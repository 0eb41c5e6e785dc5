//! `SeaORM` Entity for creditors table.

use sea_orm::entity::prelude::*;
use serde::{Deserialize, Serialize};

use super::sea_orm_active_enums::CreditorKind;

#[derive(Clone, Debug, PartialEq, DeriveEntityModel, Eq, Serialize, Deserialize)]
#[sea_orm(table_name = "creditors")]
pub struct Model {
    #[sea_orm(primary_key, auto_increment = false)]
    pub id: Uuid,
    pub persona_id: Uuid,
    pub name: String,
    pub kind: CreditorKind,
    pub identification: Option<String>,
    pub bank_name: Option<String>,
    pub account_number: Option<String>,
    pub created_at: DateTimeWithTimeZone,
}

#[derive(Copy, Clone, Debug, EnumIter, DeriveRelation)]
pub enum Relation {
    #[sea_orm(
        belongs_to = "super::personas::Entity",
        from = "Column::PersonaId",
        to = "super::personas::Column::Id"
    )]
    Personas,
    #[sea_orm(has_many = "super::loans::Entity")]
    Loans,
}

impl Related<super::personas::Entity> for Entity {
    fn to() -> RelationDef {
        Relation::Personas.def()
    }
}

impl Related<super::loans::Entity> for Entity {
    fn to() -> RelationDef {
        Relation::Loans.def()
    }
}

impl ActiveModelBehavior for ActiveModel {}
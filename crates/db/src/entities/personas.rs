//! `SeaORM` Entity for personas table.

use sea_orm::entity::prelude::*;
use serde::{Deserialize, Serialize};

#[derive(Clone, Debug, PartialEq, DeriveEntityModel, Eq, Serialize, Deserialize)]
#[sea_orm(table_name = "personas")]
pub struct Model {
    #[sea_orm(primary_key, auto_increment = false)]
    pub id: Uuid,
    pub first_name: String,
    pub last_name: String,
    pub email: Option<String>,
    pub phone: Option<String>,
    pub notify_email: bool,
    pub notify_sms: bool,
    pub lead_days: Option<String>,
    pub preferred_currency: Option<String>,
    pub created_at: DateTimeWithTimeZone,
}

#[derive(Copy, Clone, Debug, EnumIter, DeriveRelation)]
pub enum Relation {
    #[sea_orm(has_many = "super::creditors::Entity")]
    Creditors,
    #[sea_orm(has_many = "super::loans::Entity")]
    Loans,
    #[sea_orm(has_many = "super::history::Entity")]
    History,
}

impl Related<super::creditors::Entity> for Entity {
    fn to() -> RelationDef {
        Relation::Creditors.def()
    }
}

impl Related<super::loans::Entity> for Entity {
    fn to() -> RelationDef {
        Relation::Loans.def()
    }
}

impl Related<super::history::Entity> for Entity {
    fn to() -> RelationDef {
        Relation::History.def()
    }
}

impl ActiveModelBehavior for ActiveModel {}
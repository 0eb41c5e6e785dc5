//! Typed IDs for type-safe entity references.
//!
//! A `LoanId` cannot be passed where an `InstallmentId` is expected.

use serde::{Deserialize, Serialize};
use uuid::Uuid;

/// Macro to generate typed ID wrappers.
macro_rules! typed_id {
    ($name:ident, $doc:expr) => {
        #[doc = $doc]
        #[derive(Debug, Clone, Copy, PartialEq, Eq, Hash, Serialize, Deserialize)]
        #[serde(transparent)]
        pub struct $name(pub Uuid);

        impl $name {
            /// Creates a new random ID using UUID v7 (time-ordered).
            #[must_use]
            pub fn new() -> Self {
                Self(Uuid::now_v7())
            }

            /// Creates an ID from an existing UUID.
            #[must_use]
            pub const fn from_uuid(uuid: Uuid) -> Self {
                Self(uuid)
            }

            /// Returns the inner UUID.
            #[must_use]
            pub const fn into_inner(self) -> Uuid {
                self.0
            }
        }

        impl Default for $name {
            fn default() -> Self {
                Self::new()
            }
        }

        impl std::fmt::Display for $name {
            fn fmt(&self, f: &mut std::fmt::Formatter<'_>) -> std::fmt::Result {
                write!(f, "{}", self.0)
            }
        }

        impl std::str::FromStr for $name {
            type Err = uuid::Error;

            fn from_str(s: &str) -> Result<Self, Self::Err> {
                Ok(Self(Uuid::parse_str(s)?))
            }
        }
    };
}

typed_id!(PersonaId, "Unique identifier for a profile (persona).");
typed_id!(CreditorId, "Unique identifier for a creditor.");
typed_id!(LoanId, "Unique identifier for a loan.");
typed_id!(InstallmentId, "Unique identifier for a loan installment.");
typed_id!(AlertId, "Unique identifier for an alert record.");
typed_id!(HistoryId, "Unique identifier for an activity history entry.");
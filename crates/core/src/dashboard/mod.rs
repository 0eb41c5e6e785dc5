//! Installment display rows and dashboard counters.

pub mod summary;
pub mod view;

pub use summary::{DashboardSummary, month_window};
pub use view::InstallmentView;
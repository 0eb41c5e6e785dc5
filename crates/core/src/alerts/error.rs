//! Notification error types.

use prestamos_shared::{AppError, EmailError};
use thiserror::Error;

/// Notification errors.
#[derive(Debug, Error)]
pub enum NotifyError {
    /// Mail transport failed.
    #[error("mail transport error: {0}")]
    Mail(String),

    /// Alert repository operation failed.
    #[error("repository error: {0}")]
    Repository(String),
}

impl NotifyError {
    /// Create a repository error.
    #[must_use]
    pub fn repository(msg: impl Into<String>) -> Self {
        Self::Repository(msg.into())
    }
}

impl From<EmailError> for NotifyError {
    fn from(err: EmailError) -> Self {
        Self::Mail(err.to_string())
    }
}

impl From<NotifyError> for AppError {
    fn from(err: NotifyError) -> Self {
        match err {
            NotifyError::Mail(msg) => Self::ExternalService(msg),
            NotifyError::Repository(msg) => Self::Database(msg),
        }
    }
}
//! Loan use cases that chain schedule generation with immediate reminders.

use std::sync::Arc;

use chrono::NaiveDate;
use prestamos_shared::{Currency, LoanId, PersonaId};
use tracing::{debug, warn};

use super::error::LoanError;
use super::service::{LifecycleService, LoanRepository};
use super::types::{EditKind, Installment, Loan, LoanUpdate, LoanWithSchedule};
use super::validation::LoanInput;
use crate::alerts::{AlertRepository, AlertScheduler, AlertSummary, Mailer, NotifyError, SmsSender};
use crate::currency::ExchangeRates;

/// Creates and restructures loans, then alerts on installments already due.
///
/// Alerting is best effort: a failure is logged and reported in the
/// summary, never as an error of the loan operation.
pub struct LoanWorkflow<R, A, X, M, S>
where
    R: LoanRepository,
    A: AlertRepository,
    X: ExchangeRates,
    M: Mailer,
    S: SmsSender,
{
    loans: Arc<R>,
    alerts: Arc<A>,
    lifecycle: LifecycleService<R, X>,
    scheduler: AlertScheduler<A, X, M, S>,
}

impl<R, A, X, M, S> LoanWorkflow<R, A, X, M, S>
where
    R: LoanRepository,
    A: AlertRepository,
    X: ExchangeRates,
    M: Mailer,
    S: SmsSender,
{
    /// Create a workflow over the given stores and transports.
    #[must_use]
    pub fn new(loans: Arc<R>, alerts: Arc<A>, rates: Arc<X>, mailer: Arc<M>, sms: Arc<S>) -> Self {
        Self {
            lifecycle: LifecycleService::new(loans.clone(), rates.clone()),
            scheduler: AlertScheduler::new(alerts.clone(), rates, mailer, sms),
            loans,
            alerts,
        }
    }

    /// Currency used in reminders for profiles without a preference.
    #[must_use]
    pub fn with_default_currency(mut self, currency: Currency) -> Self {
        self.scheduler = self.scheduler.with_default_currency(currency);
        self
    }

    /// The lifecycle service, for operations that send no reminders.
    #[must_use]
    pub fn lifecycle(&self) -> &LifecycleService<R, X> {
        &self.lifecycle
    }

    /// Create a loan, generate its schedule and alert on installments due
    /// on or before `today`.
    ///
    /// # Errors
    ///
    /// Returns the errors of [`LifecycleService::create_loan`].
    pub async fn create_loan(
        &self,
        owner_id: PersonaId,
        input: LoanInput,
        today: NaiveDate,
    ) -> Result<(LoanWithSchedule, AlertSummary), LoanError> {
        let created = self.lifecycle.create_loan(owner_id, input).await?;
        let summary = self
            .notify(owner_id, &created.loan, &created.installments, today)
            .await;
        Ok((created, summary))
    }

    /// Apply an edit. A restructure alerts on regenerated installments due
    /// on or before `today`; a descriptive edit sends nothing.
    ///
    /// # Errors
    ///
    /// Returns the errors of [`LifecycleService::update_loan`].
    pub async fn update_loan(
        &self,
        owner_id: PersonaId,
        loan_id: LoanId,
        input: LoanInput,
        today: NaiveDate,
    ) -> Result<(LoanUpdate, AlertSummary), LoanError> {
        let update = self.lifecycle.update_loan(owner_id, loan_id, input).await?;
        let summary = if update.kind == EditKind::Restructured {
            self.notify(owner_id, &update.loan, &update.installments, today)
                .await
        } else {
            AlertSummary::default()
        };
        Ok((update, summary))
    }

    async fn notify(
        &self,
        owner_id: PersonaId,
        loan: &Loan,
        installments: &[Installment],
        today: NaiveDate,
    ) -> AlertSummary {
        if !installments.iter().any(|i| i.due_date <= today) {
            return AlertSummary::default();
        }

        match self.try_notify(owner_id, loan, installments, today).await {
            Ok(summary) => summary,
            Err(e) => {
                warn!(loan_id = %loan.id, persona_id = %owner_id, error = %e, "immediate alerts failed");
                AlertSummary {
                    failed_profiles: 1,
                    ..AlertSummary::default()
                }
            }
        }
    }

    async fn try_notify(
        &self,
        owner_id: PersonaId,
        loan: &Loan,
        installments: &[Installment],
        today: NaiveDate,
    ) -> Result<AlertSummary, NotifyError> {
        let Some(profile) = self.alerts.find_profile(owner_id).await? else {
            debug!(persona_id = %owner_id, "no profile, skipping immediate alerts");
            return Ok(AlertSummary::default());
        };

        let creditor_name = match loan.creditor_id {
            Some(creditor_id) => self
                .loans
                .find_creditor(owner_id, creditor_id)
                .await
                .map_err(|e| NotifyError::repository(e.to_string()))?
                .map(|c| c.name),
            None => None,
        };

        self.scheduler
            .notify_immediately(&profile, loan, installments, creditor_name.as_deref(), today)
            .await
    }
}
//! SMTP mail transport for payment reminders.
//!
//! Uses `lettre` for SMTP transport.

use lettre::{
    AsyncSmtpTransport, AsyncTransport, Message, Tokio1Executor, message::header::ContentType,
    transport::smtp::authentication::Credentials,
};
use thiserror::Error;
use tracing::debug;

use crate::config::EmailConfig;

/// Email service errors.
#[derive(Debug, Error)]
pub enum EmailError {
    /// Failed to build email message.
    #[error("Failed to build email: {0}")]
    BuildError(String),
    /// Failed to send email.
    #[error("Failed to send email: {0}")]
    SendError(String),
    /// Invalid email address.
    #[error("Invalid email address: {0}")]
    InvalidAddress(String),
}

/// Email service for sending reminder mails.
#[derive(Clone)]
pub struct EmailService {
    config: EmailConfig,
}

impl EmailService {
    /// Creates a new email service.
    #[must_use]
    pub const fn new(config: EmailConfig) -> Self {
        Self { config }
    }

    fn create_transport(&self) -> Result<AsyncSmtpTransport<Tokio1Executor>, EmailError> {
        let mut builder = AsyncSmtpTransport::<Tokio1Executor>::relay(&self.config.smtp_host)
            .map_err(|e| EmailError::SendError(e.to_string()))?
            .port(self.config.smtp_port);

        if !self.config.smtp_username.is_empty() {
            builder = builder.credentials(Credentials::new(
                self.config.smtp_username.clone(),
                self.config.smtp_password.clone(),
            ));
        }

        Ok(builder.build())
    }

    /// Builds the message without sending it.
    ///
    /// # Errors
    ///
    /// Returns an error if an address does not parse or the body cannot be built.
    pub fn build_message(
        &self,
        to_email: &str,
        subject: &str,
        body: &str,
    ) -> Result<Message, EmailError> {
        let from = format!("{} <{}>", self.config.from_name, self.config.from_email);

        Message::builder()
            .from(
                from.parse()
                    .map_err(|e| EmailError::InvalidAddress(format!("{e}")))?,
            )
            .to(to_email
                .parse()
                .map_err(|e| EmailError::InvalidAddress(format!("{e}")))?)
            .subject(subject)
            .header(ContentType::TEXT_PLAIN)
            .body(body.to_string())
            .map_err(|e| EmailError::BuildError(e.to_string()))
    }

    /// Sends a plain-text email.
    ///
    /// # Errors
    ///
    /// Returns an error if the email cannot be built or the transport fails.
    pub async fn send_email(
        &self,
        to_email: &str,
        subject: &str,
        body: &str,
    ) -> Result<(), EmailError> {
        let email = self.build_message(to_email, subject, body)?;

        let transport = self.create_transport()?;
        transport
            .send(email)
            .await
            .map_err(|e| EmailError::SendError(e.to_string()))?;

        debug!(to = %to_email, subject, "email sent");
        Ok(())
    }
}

———

> [Problem to solve] Above are some records; copy exactly the lines from the one with "new email service." through the one with "fn create_transport(&self) ->", both included, and no others.

> [Answer to the problem]
    /// Creates a new email service.
    #[must_use]
    pub const fn new(config: EmailConfig) -> Self {
        Self { config }
    }

    fn create_transport(&self) -> Result<AsyncSmtpTransport<Tokio1Executor>, EmailError> {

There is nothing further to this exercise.